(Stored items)
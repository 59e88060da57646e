//! Generate values for a schema: print each one and, optionally, its serialized bytes.
//!
//! Usage:
//!   fieldgen [OPTIONS] [SCHEMA_FILE]
//!   fieldgen [OPTIONS] < schema.txt
//!
//! Options:
//!   --grid N, -g N    Grid randomizer with decimation N (value i uses index i)
//!   --seed S, -s S    Uniform randomizer seed (default: the library default seed)
//!   --count C, -n C   Number of values (default 1)
//!   --hex, -x         Also print the serialized bytes as hex
//!
//! Log verbosity follows `RUST_LOG` (default `warn`).

use anyhow::{bail, Context};
use fieldpack::visitors::DEFAULT_SEED;
use fieldpack::{parse_schema, print, serialize, walk_mut, GridRandomizer, UniformRandomizer, Value};
use std::io::{self, Read};

/// Remove `flag VALUE` (or its short form) from `args` and parse the value.
fn take_option<T>(args: &mut Vec<String>, long: &str, short: &str) -> anyhow::Result<Option<T>>
where
    T: std::str::FromStr,
    T::Err: std::error::Error + Send + Sync + 'static,
{
    let Some(pos) = args.iter().position(|a| a == long || a == short) else {
        return Ok(None);
    };
    if pos + 1 >= args.len() {
        bail!("{} needs a value", long);
    }
    let raw = args.remove(pos + 1);
    args.remove(pos);
    let value = raw.parse().with_context(|| format!("invalid value for {}: {}", long, raw))?;
    Ok(Some(value))
}

fn take_flag(args: &mut Vec<String>, long: &str, short: &str) -> bool {
    if let Some(pos) = args.iter().position(|a| a == long || a == short) {
        args.remove(pos);
        true
    } else {
        false
    }
}

fn hex_string(b: &[u8]) -> String {
    b.iter().map(|x| format!("{:02x}", x)).collect::<Vec<_>>().join(" ")
}

fn main() -> anyhow::Result<()> {
    tracing_subscriber::fmt()
        .with_env_filter(
            tracing_subscriber::EnvFilter::try_from_default_env().unwrap_or_else(|_| "warn".into()),
        )
        .with_writer(io::stderr)
        .init();

    let mut args: Vec<String> = std::env::args().skip(1).collect();
    let grid: Option<u64> = take_option(&mut args, "--grid", "-g")?;
    let seed: Option<u64> = take_option(&mut args, "--seed", "-s")?;
    let count: u64 = take_option(&mut args, "--count", "-n")?.unwrap_or(1);
    let hex = take_flag(&mut args, "--hex", "-x");
    if grid.is_some() && seed.is_some() {
        bail!("--grid and --seed are mutually exclusive");
    }
    if let Some(unknown) = args.iter().find(|a| a.starts_with('-')) {
        bail!("unknown option {}", unknown);
    }

    let (name, source) = match args.as_slice() {
        [] => {
            let mut src = String::new();
            io::stdin().read_to_string(&mut src)?;
            ("<stdin>".to_string(), src)
        }
        [path] => {
            let src = std::fs::read_to_string(path).with_context(|| format!("reading {}", path))?;
            (path.clone(), src)
        }
        _ => bail!("expected at most one schema file"),
    };
    let schema = parse_schema(&source).map_err(|e| anyhow::anyhow!("{}: {}", name, e))?;

    let mut uniform = UniformRandomizer::new(seed.unwrap_or(DEFAULT_SEED));
    for index in 0..count {
        let mut value = Value::default_for(&schema);
        match grid {
            Some(decimation) => walk_mut(&schema, &mut value, &mut GridRandomizer::new(index, decimation)?)?,
            None => walk_mut(&schema, &mut value, &mut uniform)?,
        }
        println!("{}", print(&schema, &value)?);
        if hex {
            println!("  {}", hex_string(&serialize(&schema, &value)?));
        }
    }
    Ok(())
}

:: GOAL OF THE EXERCISE ::
Scan the records above for the word "position" and return every line where it occurs.

:: EXPECTED ANSWER ::
    let Some(pos) = args.iter().position(|a| a == long || a == short) else {
    if let Some(pos) = args.iter().position(|a| a == long || a == short) {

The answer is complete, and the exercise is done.